In v30, you removed all the ALTER PUBLICATION changes, so the "or
altering" in the message above also needs to be removed.

======
doc/src/sgml/logical-replication.sgml

2.
   <para>
-   To add tables to a publication, the user must have ownership rights on the
-   table. To add all tables in schema to a publication, the user must be a
-   superuser. To create a publication that publishes all tables, all tables in
-   schema, or all sequences automatically, the user must be a superuser.
+   To create a publication using <literal>FOR ALL TABLES</literal>,
+   <literal>FOR ALL SEQUENCES</literal> or
+   <literal>FOR TABLES IN SCHEMA</literal>, the user must be a
superuser.
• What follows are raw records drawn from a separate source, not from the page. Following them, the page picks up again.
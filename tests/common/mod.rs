//! Shared test fixtures for integration tests.

#![allow(dead_code)]

use chrono::{DateTime, FixedOffset, TimeDelta, TimeZone};

use pv_battery_sim::config::ProfileConfig;
use pv_battery_sim::scenario::synthetic_records;
use pv_battery_sim::sim::types::{BatteryConfig, IntervalRecord, SimConfig};

/// Quarter-hour cadence.
pub fn default_config() -> SimConfig {
    SimConfig::default()
}

/// Interval start `step` quarter-hours after 2025-06-01 00:00 (+02:00).
pub fn at(step: i64) -> DateTime<FixedOffset> {
    let offset = FixedOffset::east_opt(2 * 3600).unwrap();
    offset.with_ymd_and_hms(2025, 6, 1, 0, 0, 0).unwrap() + TimeDelta::minutes(15 * step)
}

/// Two noiseless synthetic days starting at [`at`]`(0)`.
pub fn two_days() -> Vec<IntervalRecord> {
    let profile = ProfileConfig {
        start: at(0),
        days: 2,
        solar_noise_std: 0.0,
        load_noise_std: 0.0,
        ..ProfileConfig::default()
    };
    synthetic_records(&profile, &default_config())
}

/// Default battery (10 kWh, 10–90 % window, 5 kW both ways, 0.96 / 0.92).
pub fn default_battery() -> BatteryConfig {
    BatteryConfig::default()
}

/// A battery that can never move energy.
pub fn no_battery() -> BatteryConfig {
    BatteryConfig {
        capacity_kwh: 0.0,
        ..BatteryConfig::default()
    }
}

pub const HEADER: &str = "timestamp,production_kw,import_kwh,export_kwh";

/// Renders records in the import CSV layout.
pub fn to_csv(records: &[IntervalRecord]) -> String {
    let mut out = format!("{HEADER}\n");
    for r in records {
        out.push_str(&format!(
            "{},{},{},{}\n",
            r.timestamp.to_rfc3339(),
            r.production_kw,
            r.import_kwh,
            r.export_kwh
        ));
    }
    out
}
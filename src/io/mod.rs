//! CSV boundary: metered intervals in, simulated intervals and buckets out.

pub mod export;
pub mod import;
//! CSV export for simulated intervals and aggregated buckets.

use std::fs::File;
use std::io::{self, Write};
use std::path::Path;

use crate::error::SimError;
use crate::sim::aggregate::{Bucket, FieldSpec};
use crate::sim::types::SimulatedIntervalRecord;

/// Column header for per-interval telemetry export.
pub const HEADER: &str = "timestamp,production_kw,import_kwh,export_kwh,\
                          battery_soc_kwh,battery_soc_percent,battery_charge_kw,\
                          battery_discharge_kw,battery_loss_kw,\
                          grid_import_with_battery,grid_export_with_battery";

/// Exports simulated records to a CSV file at the given path.
///
/// Writes a header row followed by one data row per interval. Produces
/// deterministic output for identical inputs.
///
/// # Errors
///
/// Returns [`SimError::Io`] if the file cannot be created and
/// [`SimError::Csv`] if writing fails.
pub fn export_csv(records: &[SimulatedIntervalRecord], path: &Path) -> Result<(), SimError> {
    let file = File::create(path)?;
    write_csv(records, io::BufWriter::new(file))
}

/// Writes simulated records as CSV to any writer.
///
/// # Errors
///
/// Returns [`SimError::Csv`] if writing fails.
pub fn write_csv(records: &[SimulatedIntervalRecord], writer: impl Write) -> Result<(), SimError> {
    let mut wtr = csv::WriterBuilder::new().from_writer(writer);

    wtr.write_record(HEADER.split(',').map(str::trim))?;

    for r in records {
        wtr.write_record(&[
            r.interval.timestamp.to_rfc3339(),
            format!("{:.4}", r.interval.production_kw),
            format!("{:.4}", r.interval.import_kwh),
            format!("{:.4}", r.interval.export_kwh),
            format!("{:.4}", r.battery_soc_kwh),
            format!("{:.2}", r.battery_soc_percent),
            format!("{:.4}", r.battery_charge_kw),
            format!("{:.4}", r.battery_discharge_kw),
            format!("{:.4}", r.battery_loss_kw),
            format!("{:.4}", r.grid_import_with_battery),
            format!("{:.4}", r.grid_export_with_battery),
        ])?;
    }

    wtr.flush()?;
    Ok(())
}

/// Exports aggregated buckets to a CSV file at the given path.
///
/// # Errors
///
/// See [`export_csv`].
pub fn export_buckets_csv(
    buckets: &[Bucket],
    spec: &FieldSpec,
    path: &Path,
) -> Result<(), SimError> {
    let file = File::create(path)?;
    write_buckets_csv(buckets, spec, io::BufWriter::new(file))
}

/// Writes one row per bucket: start, sample count, then every field in `spec`
/// (summed fields first, in declaration order, each once).
///
/// # Errors
///
/// Returns [`SimError::Csv`] if writing fails.
pub fn write_buckets_csv(
    buckets: &[Bucket],
    spec: &FieldSpec,
    writer: impl Write,
) -> Result<(), SimError> {
    let mut wtr = csv::WriterBuilder::new().from_writer(writer);
    let fields = spec.columns();

    let mut header = vec!["start".to_string(), "samples".to_string()];
    header.extend(fields.iter().map(|f| f.name().to_string()));
    wtr.write_record(&header)?;

    for bucket in buckets {
        let mut row = vec![bucket.start.to_rfc3339(), bucket.samples.to_string()];
        row.extend(fields.iter().map(|&f| format!("{:.4}", bucket.get(f))));
        wtr.write_record(&row)?;
    }

    wtr.flush()?;
    Ok(())
}
//! Deterministic synthetic input: a seeded PV array netted against a household load.

use crate::config::ProfileConfig;
use crate::devices::{BaseLoad, Device, SolarPv};
use crate::sim::types::{IntervalRecord, SimConfig};

/// Generates `profile.days` worth of metered intervals.
///
/// Each interval nets PV output against household demand: the surplus is
/// logged as export and the shortfall as import. With a non-zero
/// `profile.mixed_share`, that share of the self-consumed energy is added to
/// both sides, so the net balance is unchanged. Identical profiles and
/// cadences always produce identical records.
///
/// `profile` is expected to have passed [`crate::config::ScenarioConfig::validate`].
pub fn synthetic_records(profile: &ProfileConfig, sim: &SimConfig) -> Vec<IntervalRecord> {
    let steps_per_day = sim.steps_per_day();
    let sunrise_idx = ProfileConfig::hour_to_step(profile.sunrise_hour, sim);
    let sunset_idx = ProfileConfig::hour_to_step(profile.sunset_hour, sim).min(steps_per_day);

    let mut solar = SolarPv::new(
        profile.solar_kw_peak,
        sunrise_idx,
        sunset_idx,
        profile.solar_noise_std,
        sim,
        profile.seed,
    );
    let mut load = BaseLoad::new(
        profile.base_kw,
        profile.amp_kw,
        profile.phase_rad,
        profile.load_noise_std,
        steps_per_day,
        profile.seed.wrapping_add(1),
    );

    let total_steps = steps_per_day * profile.days as usize;
    let mut timestamp = profile.start;
    let mut records = Vec::with_capacity(total_steps);

    for step in 0..total_steps {
        let pv_kw = solar.power_kw(step);
        let load_kw = load.power_kw(step);
        let net_kw = pv_kw - load_kw;
        let mixed_kwh = profile.mixed_share * pv_kw.min(load_kw) * sim.dt_hours;

        let import_kwh = (-net_kw).max(0.0) * sim.dt_hours + mixed_kwh;
        let export_kwh = net_kw.max(0.0) * sim.dt_hours + mixed_kwh;
        records.push(IntervalRecord::new(timestamp, pv_kw, import_kwh, export_kwh));

        timestamp += sim.interval();
    }

    records
}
To add
+   <literal>ALL TABLES</literal> or <literal>TABLES IN SCHEMA</literal> to a
+   publication, the user must be a superuser. To add tables to a publication,
+   the user must have ownership rights on the table.
   </para>

This is a good improvement, but I was not sure why it is in this
patch. Should it be a separate thread for a docs improvement?

======
src/backend/catalog/pg_publication.c

GetTopMostAncestorInPublication:

3.
{
  Oid ancestor = lfirst_oid(lc);
- List    *apubids = GetRelationPublications(ancestor);
- List    *aschemaPubids = NIL;
+ List    *apubids = NIL;
+ List    *aexceptpubids = NIL;
+ List    *aschemapubids = NIL;
+ bool set_top = false;
+
+ GetRelationPublications(ancestor, &apubids, &aexceptpubids);

  level++;

- if (list_member_oid(apubids, puboid))
+ /* check if member of table publications */
+ set_top = list_member_oid(apubids, puboid);
+ if (!set_top)
  {
- topmost_relid = ancestor;
+ aschemapubids = GetSchemaPublications(get_rel_namespace(ancestor));

- if (ancestor_level)
- *ancestor_level = level;
+ /* check if member of schema publications */
+ set_top = list_member_oid(aschemapubids, puboid);
+
+ /*
+ * If the publication is all tables publication and the table is
+ * not part of exception tables.
+ */
+ if (!set_top && puballtables)
+ set_top = !list_member_oid(aexceptpubids, puboid);
  }
- else
+
+ if (set_top)
  {
- aschemaPubids = GetSchemaPublications(get_rel_namespace(ancestor));
- if (list_member_oid(aschemaPubids, puboid))
- {
- topmost_relid = ancestor;
+ topmost_relid = ancestor;

- if (ancestor_level)
- *ancestor_level = level;
- }
+ if (ancestor_level)
+ *ancestor_level = level;
  }

  list_free(apubids);
- list_free(aschemaPubids);
+ list_free(aschemapubids);
+ list_free(aexceptpubids);
  }

That 'aschemapubids' can be declared and freed within the if block.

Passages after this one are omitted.